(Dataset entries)

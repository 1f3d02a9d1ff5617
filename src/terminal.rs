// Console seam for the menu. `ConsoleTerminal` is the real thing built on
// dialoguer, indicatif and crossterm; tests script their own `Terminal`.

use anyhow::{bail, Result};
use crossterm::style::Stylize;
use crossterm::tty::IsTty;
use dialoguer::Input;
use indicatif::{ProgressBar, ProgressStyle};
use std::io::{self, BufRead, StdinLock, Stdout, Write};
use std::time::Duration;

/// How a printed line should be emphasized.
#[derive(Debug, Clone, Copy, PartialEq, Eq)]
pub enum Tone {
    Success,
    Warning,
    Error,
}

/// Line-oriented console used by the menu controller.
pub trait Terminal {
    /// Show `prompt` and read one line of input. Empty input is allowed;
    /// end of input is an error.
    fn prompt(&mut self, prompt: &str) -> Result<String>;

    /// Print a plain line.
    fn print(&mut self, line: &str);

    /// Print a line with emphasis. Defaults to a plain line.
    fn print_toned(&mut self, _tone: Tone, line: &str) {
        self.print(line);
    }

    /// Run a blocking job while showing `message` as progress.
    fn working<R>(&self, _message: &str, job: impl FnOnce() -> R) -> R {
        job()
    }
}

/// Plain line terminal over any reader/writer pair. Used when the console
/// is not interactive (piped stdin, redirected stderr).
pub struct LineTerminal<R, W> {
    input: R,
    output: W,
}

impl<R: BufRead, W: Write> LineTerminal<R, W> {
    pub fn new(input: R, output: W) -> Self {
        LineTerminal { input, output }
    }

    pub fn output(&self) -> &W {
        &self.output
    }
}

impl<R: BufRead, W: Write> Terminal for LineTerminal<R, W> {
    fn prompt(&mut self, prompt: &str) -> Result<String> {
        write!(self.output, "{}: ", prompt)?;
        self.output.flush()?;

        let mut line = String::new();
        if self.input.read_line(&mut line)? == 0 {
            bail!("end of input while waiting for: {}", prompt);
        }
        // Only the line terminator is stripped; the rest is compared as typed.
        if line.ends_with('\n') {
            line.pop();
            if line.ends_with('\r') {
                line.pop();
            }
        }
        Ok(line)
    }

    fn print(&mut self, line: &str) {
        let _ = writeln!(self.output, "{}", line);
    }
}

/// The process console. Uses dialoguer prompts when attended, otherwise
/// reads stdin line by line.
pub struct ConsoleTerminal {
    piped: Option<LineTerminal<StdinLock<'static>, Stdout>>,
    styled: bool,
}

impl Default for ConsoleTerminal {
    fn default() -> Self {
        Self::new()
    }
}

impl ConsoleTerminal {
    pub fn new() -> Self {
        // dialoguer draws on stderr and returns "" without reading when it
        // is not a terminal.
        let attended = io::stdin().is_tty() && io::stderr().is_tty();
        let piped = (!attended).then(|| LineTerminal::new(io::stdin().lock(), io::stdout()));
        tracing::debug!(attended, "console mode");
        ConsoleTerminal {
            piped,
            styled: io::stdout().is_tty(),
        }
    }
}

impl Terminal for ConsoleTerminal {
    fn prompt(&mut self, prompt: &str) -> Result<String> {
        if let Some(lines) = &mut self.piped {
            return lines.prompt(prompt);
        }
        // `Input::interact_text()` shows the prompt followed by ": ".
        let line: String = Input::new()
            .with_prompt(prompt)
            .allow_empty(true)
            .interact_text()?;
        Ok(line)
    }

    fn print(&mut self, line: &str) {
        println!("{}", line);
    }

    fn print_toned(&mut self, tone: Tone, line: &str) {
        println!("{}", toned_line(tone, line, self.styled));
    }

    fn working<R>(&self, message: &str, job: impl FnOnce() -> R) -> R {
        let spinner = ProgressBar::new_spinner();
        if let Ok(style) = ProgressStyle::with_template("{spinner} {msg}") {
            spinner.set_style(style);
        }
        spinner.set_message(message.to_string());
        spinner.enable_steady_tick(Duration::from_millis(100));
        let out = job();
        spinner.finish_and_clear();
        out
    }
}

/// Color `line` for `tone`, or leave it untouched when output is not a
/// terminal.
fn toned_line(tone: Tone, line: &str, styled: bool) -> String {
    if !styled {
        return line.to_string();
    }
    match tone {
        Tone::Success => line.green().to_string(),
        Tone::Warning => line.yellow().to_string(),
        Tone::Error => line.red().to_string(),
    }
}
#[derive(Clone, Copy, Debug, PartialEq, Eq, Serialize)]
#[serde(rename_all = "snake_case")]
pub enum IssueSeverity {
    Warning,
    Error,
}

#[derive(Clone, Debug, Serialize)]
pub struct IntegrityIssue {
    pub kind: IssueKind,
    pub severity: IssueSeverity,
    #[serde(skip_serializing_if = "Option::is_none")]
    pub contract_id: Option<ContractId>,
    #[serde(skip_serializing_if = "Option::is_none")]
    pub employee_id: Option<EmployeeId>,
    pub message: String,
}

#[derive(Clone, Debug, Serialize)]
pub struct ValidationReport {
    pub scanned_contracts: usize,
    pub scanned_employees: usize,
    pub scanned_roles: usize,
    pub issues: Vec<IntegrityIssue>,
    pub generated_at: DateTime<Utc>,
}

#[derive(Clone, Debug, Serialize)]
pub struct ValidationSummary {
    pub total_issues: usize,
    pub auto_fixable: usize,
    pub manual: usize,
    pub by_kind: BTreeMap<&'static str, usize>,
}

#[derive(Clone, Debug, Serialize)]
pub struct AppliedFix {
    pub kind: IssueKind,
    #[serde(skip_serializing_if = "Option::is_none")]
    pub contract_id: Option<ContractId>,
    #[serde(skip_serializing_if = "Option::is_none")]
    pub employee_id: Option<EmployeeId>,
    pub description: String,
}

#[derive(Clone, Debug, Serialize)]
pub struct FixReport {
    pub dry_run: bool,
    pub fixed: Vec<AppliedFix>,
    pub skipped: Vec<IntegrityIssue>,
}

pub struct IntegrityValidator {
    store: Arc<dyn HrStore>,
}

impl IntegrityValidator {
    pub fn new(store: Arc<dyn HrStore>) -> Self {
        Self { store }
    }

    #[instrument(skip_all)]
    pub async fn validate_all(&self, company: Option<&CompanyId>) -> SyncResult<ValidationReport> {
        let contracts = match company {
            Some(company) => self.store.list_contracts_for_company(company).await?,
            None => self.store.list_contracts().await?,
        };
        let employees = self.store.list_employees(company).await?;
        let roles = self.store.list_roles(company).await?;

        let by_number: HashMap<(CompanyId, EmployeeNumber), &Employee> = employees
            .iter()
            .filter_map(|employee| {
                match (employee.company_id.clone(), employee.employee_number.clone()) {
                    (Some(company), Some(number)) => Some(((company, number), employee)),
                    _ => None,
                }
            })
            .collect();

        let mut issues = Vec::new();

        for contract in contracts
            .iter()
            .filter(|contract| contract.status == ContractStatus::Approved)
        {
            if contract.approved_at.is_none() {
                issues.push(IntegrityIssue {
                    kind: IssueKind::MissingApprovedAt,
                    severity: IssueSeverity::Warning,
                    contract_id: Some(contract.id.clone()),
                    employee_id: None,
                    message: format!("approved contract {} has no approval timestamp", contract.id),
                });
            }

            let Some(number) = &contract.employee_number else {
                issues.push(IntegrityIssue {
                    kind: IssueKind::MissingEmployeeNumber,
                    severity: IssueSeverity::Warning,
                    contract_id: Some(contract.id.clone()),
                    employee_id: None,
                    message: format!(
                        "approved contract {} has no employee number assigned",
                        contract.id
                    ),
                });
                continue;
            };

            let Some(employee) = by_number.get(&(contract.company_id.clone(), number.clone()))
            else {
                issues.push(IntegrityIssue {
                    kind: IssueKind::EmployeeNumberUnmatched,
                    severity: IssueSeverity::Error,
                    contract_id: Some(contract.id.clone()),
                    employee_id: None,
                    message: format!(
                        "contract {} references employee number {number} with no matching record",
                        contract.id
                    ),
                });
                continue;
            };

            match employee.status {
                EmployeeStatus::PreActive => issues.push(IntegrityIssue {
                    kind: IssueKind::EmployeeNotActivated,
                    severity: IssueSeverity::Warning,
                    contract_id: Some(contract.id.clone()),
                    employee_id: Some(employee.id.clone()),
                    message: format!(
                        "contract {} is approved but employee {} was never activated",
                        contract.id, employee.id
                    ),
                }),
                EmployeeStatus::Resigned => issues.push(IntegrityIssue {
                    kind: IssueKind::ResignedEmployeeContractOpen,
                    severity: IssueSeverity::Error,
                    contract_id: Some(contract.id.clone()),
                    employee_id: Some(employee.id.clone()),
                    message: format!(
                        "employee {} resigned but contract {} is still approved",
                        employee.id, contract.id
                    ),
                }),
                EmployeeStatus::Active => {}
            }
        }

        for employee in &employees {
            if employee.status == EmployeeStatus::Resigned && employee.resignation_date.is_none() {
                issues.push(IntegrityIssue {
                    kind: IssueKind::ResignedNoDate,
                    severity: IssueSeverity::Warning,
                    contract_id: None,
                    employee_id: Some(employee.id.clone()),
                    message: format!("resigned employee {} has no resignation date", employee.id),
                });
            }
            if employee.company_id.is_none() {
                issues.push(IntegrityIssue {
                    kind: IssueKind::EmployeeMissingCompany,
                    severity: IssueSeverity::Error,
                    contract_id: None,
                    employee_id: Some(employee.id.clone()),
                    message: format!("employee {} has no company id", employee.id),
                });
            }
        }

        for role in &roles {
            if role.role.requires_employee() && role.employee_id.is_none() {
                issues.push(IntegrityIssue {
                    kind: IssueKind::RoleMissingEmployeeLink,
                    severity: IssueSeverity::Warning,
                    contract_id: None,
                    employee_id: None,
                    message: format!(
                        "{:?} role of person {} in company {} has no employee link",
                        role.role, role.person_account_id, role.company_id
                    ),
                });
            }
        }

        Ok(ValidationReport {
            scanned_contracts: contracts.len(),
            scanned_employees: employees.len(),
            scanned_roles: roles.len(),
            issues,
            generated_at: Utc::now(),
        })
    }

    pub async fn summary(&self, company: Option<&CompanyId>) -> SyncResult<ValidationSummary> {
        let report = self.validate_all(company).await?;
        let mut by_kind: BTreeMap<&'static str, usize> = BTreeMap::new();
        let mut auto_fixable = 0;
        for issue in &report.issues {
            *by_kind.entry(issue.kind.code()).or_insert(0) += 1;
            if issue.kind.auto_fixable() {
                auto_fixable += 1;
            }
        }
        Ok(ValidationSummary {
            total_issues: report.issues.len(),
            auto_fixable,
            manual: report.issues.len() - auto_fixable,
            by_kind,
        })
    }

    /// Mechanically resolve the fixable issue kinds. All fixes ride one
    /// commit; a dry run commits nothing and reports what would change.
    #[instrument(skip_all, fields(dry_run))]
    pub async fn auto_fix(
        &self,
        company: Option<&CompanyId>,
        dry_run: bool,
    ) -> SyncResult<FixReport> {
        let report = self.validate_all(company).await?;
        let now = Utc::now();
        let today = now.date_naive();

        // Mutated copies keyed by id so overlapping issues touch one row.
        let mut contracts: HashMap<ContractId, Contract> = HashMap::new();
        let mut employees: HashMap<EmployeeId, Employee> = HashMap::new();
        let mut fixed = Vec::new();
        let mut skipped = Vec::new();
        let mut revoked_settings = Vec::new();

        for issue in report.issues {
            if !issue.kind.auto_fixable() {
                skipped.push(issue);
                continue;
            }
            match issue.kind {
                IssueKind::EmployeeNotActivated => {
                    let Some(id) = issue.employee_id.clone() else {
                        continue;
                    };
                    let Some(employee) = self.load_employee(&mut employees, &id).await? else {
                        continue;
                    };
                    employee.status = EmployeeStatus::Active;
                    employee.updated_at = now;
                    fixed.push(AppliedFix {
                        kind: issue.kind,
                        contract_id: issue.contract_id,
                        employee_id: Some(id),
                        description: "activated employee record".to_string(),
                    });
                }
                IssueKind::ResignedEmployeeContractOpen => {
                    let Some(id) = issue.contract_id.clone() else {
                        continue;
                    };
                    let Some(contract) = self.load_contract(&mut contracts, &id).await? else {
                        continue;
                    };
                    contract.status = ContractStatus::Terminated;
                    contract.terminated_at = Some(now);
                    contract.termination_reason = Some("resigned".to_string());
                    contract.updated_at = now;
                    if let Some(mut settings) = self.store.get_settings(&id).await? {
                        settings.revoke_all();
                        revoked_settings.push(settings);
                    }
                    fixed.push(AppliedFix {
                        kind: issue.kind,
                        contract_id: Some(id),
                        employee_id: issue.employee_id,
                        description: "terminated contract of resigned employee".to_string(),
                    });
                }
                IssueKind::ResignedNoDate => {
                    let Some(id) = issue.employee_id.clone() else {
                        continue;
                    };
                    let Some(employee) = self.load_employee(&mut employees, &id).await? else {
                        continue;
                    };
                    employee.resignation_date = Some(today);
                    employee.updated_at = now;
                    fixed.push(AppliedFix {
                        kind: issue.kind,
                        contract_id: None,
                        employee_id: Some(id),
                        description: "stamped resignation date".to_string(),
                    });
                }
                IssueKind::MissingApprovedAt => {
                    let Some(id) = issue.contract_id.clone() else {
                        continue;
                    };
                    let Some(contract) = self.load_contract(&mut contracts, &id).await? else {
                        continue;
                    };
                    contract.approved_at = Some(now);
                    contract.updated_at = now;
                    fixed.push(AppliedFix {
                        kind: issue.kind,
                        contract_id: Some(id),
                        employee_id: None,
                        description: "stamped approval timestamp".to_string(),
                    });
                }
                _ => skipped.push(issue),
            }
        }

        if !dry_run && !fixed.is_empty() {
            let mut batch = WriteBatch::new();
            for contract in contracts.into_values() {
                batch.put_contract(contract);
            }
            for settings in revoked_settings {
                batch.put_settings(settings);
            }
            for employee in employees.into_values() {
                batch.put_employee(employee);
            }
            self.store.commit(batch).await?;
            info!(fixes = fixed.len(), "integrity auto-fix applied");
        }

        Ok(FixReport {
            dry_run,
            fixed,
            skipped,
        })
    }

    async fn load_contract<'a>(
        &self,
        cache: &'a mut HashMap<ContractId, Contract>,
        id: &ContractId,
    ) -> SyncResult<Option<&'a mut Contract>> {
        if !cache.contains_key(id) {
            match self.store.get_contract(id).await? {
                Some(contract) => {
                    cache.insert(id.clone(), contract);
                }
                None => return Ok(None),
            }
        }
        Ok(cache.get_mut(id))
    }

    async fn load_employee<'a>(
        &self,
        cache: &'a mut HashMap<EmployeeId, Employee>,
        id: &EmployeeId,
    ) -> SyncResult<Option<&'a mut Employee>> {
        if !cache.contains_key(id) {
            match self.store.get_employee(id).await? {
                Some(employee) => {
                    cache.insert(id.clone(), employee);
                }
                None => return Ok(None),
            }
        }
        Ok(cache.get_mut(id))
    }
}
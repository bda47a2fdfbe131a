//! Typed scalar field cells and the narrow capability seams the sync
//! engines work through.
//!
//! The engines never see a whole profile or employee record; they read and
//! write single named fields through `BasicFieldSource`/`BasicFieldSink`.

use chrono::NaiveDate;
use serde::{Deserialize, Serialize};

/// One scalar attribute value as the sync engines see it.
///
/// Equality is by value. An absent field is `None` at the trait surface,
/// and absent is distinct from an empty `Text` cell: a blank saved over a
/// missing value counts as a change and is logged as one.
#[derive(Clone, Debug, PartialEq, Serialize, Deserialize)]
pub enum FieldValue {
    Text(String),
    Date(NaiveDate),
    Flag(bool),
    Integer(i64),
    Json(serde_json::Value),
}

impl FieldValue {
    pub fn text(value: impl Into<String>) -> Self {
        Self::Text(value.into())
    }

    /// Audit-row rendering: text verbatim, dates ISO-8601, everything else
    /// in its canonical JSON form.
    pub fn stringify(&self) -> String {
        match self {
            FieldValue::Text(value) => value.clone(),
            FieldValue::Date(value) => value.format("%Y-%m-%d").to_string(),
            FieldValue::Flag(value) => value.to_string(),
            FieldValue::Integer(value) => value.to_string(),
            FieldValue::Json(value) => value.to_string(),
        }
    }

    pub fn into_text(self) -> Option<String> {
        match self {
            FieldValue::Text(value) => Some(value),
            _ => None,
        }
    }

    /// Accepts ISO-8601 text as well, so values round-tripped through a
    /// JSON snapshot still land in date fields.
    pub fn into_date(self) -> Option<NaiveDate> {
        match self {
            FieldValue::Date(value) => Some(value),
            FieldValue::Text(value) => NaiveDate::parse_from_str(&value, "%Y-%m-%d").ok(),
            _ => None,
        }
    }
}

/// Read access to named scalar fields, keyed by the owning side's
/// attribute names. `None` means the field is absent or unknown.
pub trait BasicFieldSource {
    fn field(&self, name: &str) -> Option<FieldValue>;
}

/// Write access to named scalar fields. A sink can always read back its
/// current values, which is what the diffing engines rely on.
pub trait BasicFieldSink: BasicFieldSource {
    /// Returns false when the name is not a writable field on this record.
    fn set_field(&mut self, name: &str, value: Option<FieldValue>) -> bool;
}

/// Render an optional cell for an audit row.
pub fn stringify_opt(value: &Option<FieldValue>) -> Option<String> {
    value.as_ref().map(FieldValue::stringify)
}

● **What the task asks**: Check the data for the word "cache" and pull out the lines that have it.

● **Output for this exercise**:
        cache: &'a mut HashMap<ContractId, Contract>,
        if !cache.contains_key(id) {
                    cache.insert(id.clone(), contract);
        Ok(cache.get_mut(id))
        cache: &'a mut HashMap<EmployeeId, Employee>,
        if !cache.contains_key(id) {
                    cache.insert(id.clone(), employee);
        Ok(cache.get_mut(id))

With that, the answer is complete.